Somethings off from yesterday
I can feel it deep inside my head
But it's nothing I can put a finger on
So I just get ready like I always do
I idle over to the bathroom
Set my clothes down on the counter
The same raggedy jacket and baggy jeans
I've worn since the eighth grade
New mission unlocked: Better clothes
The voice rang clear in my mind
This isn't a surprise to me, either
The list has been growing my whole life
A pile of missions I'm meant to overcome
I haven't gotten past a single one yet
I smile sadly and look up at the mirror
Growing foggy from the shower steam
I wipe away some of the condensation
And see me staring into my own eyes
A familiar face- unfortunate as it is
I see him every morning and every night
And he stares back and judges me
I hate him exactly as much as he hates me
Today my eyes seem smaller than usual
I didn't get a lot of sleep last night
Staying up helping someone I know
Earn an achievement of their own
The trophy icon in my mind reads 0
And the scroll icon simply has a red dot
Because the number wasn't supposed to
Ever get as high as mine has
New mission unlocked: Insecure
I have to laugh at that one, don't I?
I've looped back around to being insecure
About the number of my own insecurities
Well, no one else is like this- are they??

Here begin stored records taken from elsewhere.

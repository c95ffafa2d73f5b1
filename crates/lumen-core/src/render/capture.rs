//! Surface capture: draws the scene's diffuse and normal images into the
//! colormap and normalmap working buffers.

use glam::{Vec4, Vec4Swizzles};

use crate::error::EngineError;
use crate::target::{nearest_source, Image, Rect, RenderTarget};

/// Colormap background: opaque black.
pub const DIFFUSE_CLEAR: Vec4 = Vec4::new(0.0, 0.0, 0.0, 1.0);
/// Normalmap background: the encoding of a flat normal facing the camera.
pub const NORMAL_CLEAR: Vec4 = Vec4::new(0.5, 0.5, 1.0, 1.0);

/// One scene element: matching diffuse and normal images and where to put
/// them in buffer space. Images are stretched to `placement`.
#[derive(Debug, Clone, Copy)]
pub struct Sprite<'a> {
    pub diffuse: &'a Image,
    pub normal: &'a Image,
    pub placement: Rect,
}

impl<'a> Sprite<'a> {
    /// Sprite drawn at its native size with its top-left corner at `(x, y)`.
    pub fn at(diffuse: &'a Image, normal: &'a Image, x: i32, y: i32) -> Self {
        Self {
            diffuse,
            normal,
            placement: Rect::new(x, y, diffuse.width(), diffuse.height()),
        }
    }

    fn validate(&self) -> Result<(), EngineError> {
        let (d, n) = (self.diffuse, self.normal);
        if d.width() != n.width() || d.height() != n.height() {
            return Err(EngineError::ImageSizeMismatch {
                diffuse_width: d.width(),
                diffuse_height: d.height(),
                normal_width: n.width(),
                normal_height: n.height(),
            });
        }
        Ok(())
    }
}

/// Clear both buffers and draw every sprite into them, in order.
///
/// All sprites are validated before anything is written, so on error the
/// buffers keep their previous contents.
pub fn capture(
    colormap: &mut RenderTarget,
    normalmap: &mut RenderTarget,
    sprites: &[Sprite<'_>],
) -> Result<(), EngineError> {
    for sprite in sprites {
        sprite.validate()?;
    }

    colormap.clear(DIFFUSE_CLEAR);
    normalmap.clear(NORMAL_CLEAR);
    for sprite in sprites {
        draw_image(colormap, sprite.diffuse, sprite.placement);
        draw_image(normalmap, sprite.normal, sprite.placement);
    }
    Ok(())
}

/// Draw `image` stretched into `placement` with nearest-neighbour sampling
/// and source-over alpha blending. Pixels outside the target are clipped.
pub fn draw_image(target: &mut RenderTarget, image: &Image, placement: Rect) {
    if placement.is_empty() {
        return;
    }
    let src = Rect::new(0, 0, image.width(), image.height());
    let area = placement.intersect(&target.bounds());
    for y in area.y..area.bottom() {
        for x in area.x..area.right() {
            let (u, v) = nearest_source(&src, &placement, x, y);
            let texel = image.texel(u as u32, v as u32);
            let dst = target.pixel_mut(x as u32, y as u32);
            let a = texel.w;
            let rgb = texel.xyz() * a + dst.xyz() * (1.0 - a);
            let alpha = a + dst.w * (1.0 - a);
            *dst = rgb.extend(alpha);
        }
    }
}
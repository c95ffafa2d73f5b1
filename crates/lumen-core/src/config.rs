//! In-memory engine configuration.

use glam::Vec3;

use crate::render::{RenderPath, MAX_DEFERRED_LIGHTS};
use crate::target::Resolution;

/// Tunables for a `LightingEngine`.
#[derive(Debug, Clone, Copy, PartialEq)]
pub struct EngineConfig {
    /// Size of the colormap, normalmap and composite buffers.
    pub resolution: Resolution,
    /// Flip the normal map's Y axis (authoring tools disagree on it).
    pub invert_y_normal: bool,
    /// Path used while the enabled light count fits `forward_light_budget`.
    pub preferred_path: RenderPath,
    /// Most lights the forward path draws before switching to deferred.
    pub forward_light_budget: usize,
    /// Deferred buffer size, capped at `MAX_DEFERRED_LIGHTS`.
    pub deferred_capacity: usize,
    /// Unlit floor, multiplied by albedo.
    pub ambient: Vec3,
    /// Blinn-Phong highlight gain; 0 disables the term.
    pub specular_strength: f32,
    pub specular_power: f32,
}

impl Default for EngineConfig {
    fn default() -> Self {
        Self {
            resolution: Resolution::default(),
            invert_y_normal: false,
            preferred_path: RenderPath::Forward,
            forward_light_budget: 8,
            deferred_capacity: MAX_DEFERRED_LIGHTS,
            ambient: Vec3::ZERO,
            specular_strength: 0.0,
            specular_power: 16.0,
        }
    }
}

impl EngineConfig {
    pub fn with_resolution(mut self, resolution: Resolution) -> Self {
        self.resolution = resolution;
        self
    }

    pub fn with_path(mut self, path: RenderPath) -> Self {
        self.preferred_path = path;
        self
    }

    pub fn with_invert_y(mut self, invert: bool) -> Self {
        self.invert_y_normal = invert;
        self
    }

    pub fn with_ambient(mut self, ambient: Vec3) -> Self {
        self.ambient = ambient;
        self
    }

    /// Path for a frame with `enabled` lights.
    pub fn select_path(&self, enabled: usize) -> RenderPath {
        match self.preferred_path {
            RenderPath::Forward if enabled > self.forward_light_budget => RenderPath::Deferred,
            path => path,
        }
    }
}
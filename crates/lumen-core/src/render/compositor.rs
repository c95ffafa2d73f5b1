//! Compositor: point-sampled copies of the lit composite into caller
//! targets, and the hook for the external occlusion (shadow) pass.

use crate::target::{nearest_source, Rect, RenderTarget};

/// External post pass that darkens occluded regions of a fully lit frame.
/// Invoked after compositing and before present.
pub trait OcclusionPass {
    fn apply(&mut self, frame: &mut RenderTarget);
}

/// Pass that leaves the frame untouched.
#[derive(Debug, Clone, Copy, Default)]
pub struct NoOcclusion;

impl OcclusionPass for NoOcclusion {
    fn apply(&mut self, _frame: &mut RenderTarget) {}
}

/// Copy `src_rect` of `src` into `dest_rect` of `dest`, scaling with
/// nearest-neighbour sampling. `src_rect` is clipped to `src`; destination
/// pixels outside `dest` are skipped.
pub fn blit(src: &RenderTarget, src_rect: Rect, dest: &mut RenderTarget, dest_rect: Rect) {
    let src_rect = src_rect.intersect(&src.bounds());
    if src_rect.is_empty() || dest_rect.is_empty() {
        return;
    }
    let area = dest_rect.intersect(&dest.bounds());
    for y in area.y..area.bottom() {
        for x in area.x..area.right() {
            let (sx, sy) = nearest_source(&src_rect, &dest_rect, x, y);
            dest.set(x as u32, y as u32, src.get(sx as u32, sy as u32));
        }
    }
}

/// Stretch the whole of `src` into `dest_rect`.
pub fn draw(src: &RenderTarget, dest: &mut RenderTarget, dest_rect: Rect) {
    blit(src, src.bounds(), dest, dest_rect);
}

New mission unlocked: Odd one out
Suddenly his voice reverberates in my head
"I don't think it's that they're small,
I think maybe they seem that way because
They're farther apart than most people."
New mission unlocked: Far apart eyes
Such a minuscule detail I didn't notice
But someone else can see it
So into the pile it goes
Right onto the list of things I need to fix
I can't sit here forever collecting insecurities
Lest I override the system entirely
With the sheer growing number
That seems to have no bounds
And so I go about my day as I usually do
Which means I collect more missions
More insecurities that will never go away
Like a disease that's curable, but out of my budget
Today she walked up to me and talked to me
Somehow she isn't off put by my face
She tells me, "Wow, your eyes look so pretty
They're more blue today, like a sapphire stone"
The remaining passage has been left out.